Ahí siguen todos aferrados al cargo, aguantando los chaparrones con desfachatez coriácea y siendo además entusiásticamente secundados por quienes deberían tomar medidas contra ellos

Rosa Montero

 Una de las costumbres patrias que más me sacan de quicio es esa asombrosa, titánica resistencia a la dimisión que hay en España. Aquí no dimite nadie ni aunque lo encuentren degollando a un niño en la Puerta del Sol en hora punta. Siempre alegará que las 1.000 personas que le vieron se confundieron, o mintieron, o no tuvieron en cuenta lo mucho que sufrió al tener que rebanarle el cuello al infante y lo muy necesaria que era la degollina.
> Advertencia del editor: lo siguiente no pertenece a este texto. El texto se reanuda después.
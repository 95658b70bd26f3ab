use std::path::{Path, PathBuf};
use std::time::{Duration, Instant};

use notify::EventKind;
use notify::event::ModifyKind;
use rustc_hash::FxHashMap;

use super::types::ChangeKind;
use crate::utils::path::normalize_path;

/// Quiet period after the last event before a batch is released.
pub(super) const DEBOUNCE_MS: u64 = 300;
/// Minimum gap between two released batches.
pub(super) const BATCH_COOLDOWN_MS: u64 = 800;

/// Folds raw notify events into one change per path and decides when a
/// batch is ready. Knows nothing about the site.
pub(super) struct Debouncer {
    pub(super) changes: FxHashMap<PathBuf, ChangeKind>,
    pub(super) last_event: Option<Instant>,
    pub(super) last_batch: Option<Instant>,
}

impl Debouncer {
    pub(super) fn new() -> Self {
        Self {
            changes: FxHashMap::default(),
            last_event: None,
            last_batch: None,
        }
    }

    pub(super) fn add_event(&mut self, event: &notify::Event) {
        let kind = match event.kind {
            EventKind::Create(_) => ChangeKind::Created,
            EventKind::Remove(_) => ChangeKind::Removed,
            // chmod/touch noise would rebuild forever
            EventKind::Modify(ModifyKind::Metadata(_)) => return,
            EventKind::Modify(_) => ChangeKind::Modified,
            _ => return,
        };

        for path in &event.paths {
            if is_temp_file(path) {
                continue;
            }
            let path = normalize_path(path);
            if self.fold(path, kind) {
                self.last_event = Some(Instant::now());
            }
        }
    }

    /// Merge `kind` into the pending change of `path`. Returns whether
    /// anything was recorded.
    fn fold(&mut self, path: PathBuf, kind: ChangeKind) -> bool {
        let Some(&pending) = self.changes.get(&path) else {
            crate::debug!("watch"; "{}: {}", kind.label(), path.display());
            self.changes.insert(path, kind);
            return true;
        };

        match (pending, kind) {
            // deleted then restored (atomic save)
            (ChangeKind::Removed, ChangeKind::Created | ChangeKind::Modified) => {
                self.changes.insert(path, kind);
            }
            (ChangeKind::Modified, ChangeKind::Removed) => {
                self.changes.insert(path, ChangeKind::Removed);
            }
            // appeared and vanished inside one window
            (ChangeKind::Created, ChangeKind::Removed) => {
                crate::debug!("watch"; "discard created+removed: {}", path.display());
                self.changes.remove(&path);
            }
            _ => return false,
        }
        true
    }

    /// Take the pending batch once the quiet period and the cooldown have
    /// both elapsed.
    pub(super) fn take_if_ready(&mut self) -> Option<FxHashMap<PathBuf, ChangeKind>> {
        if !self.is_ready() {
            return None;
        }

        self.last_event = None;
        let changes = std::mem::take(&mut self.changes);
        if changes.is_empty() {
            return None;
        }
        self.last_batch = Some(Instant::now());
        Some(changes)
    }

    pub(super) fn is_ready(&self) -> bool {
        let Some(last_event) = self.last_event else {
            return false;
        };
        if last_event.elapsed() < Duration::from_millis(DEBOUNCE_MS) {
            return false;
        }
        if self
            .last_batch
            .is_some_and(|t| t.elapsed() < Duration::from_millis(BATCH_COOLDOWN_MS))
        {
            return false;
        }
        !self.changes.is_empty()
    }

    /// How long the event loop may sleep before the batch can be ready.
    pub(super) fn sleep_duration(&self) -> Duration {
        let Some(last_event) = self.last_event else {
            return Duration::from_secs(86400);
        };

        let quiet = Duration::from_millis(DEBOUNCE_MS).saturating_sub(last_event.elapsed());
        let cooldown = self.last_batch.map_or(Duration::ZERO, |t| {
            Duration::from_millis(BATCH_COOLDOWN_MS).saturating_sub(t.elapsed())
        });

        quiet.max(cooldown).max(Duration::from_millis(1))
    }
}

/// Editor swap, backup and lock files.
pub(super) fn is_temp_file(path: &Path) -> bool {
    let name = path.file_name().and_then(|n| n.to_str()).unwrap_or("");
    let ext = path.extension().and_then(|e| e.to_str()).unwrap_or("");

    matches!(ext, "bak" | "backup" | "swp" | "swo" | "swx" | "tmp" | "part")
        || name.ends_with('~')
        || name.ends_with('#')
        || name.starts_with(".#")
        || name == "4913"
        || name == ".DS_Store"
}
//! Everything a build needs, shared by all targets and the watch loop.

use std::path::Path;

use anyhow::Result;

use super::Selectors;
use crate::config::SiteConfig;
use crate::render::Templates;

#[derive(Debug)]
pub struct BuildContext {
    pub config: SiteConfig,
    pub templates: Templates,
    pub selectors: Selectors,
}

impl BuildContext {
    /// Load the page templates and compile the target selectors. A missing
    /// or broken template is fatal here, as is a bad exclusion glob.
    pub fn new(config: SiteConfig) -> Result<Self> {
        let templates = Templates::load(&config.templates)?;
        let selectors = Selectors::new(&config)?;
        Ok(Self {
            config,
            templates,
            selectors,
        })
    }

    /// Display form of a path, relative to the project root when possible.
    pub fn display(&self, path: &Path) -> String {
        self.config.root_relative(path).display().to_string()
    }
}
Ahí siguen todos aferrados al cargo, aguantando los chaparrones con desfachatez coriácea y siendo además entusiásticamente secundados por quienes deberían tomar medidas contra ellos. Quiero decir que aquí no dimite nadie porque nadie les obliga a dimitir. Tomemos un caso cercano y evidente: la calamitosa gestión del consejero Rodríguez con la crisis del ébola. En realidad deberían irse todos, empezando por Mato; pero en pro de la eficacia didáctica del ejemplo me limitaré a hablar de Rodríguez, cuyo comportamiento ha sido tan repetidamente catastrófico, indignante e insultante que estoy segura de que hasta los votantes del PP piensan que deberían haberlo echado. Pero ahí sigue. Y aquí es cuando me pierdo, me alucino, me pasmo. ¿Pero por qué diantres no lo cesan? ¿Es pura chulería de pandilleros de barrio? ¿Acaso piensan los políticos que si admiten un error son menos machos? ¿O quizá les da miedo abrir la caja de los truenos porque todos tienen mucho de lo que responder? Ya saben: si no echamos a nadie, tampoco caeré yo. ¿O a lo peor es que todos esos Rodríguez que jamás dimiten y siguen tan campantes lo hacen porque conocen trapos sucios que podrían airear? Es que de otro modo no lo entiendo, de verdad. Desconsuela vivir en un país en el que nadie asume sus responsabilidades.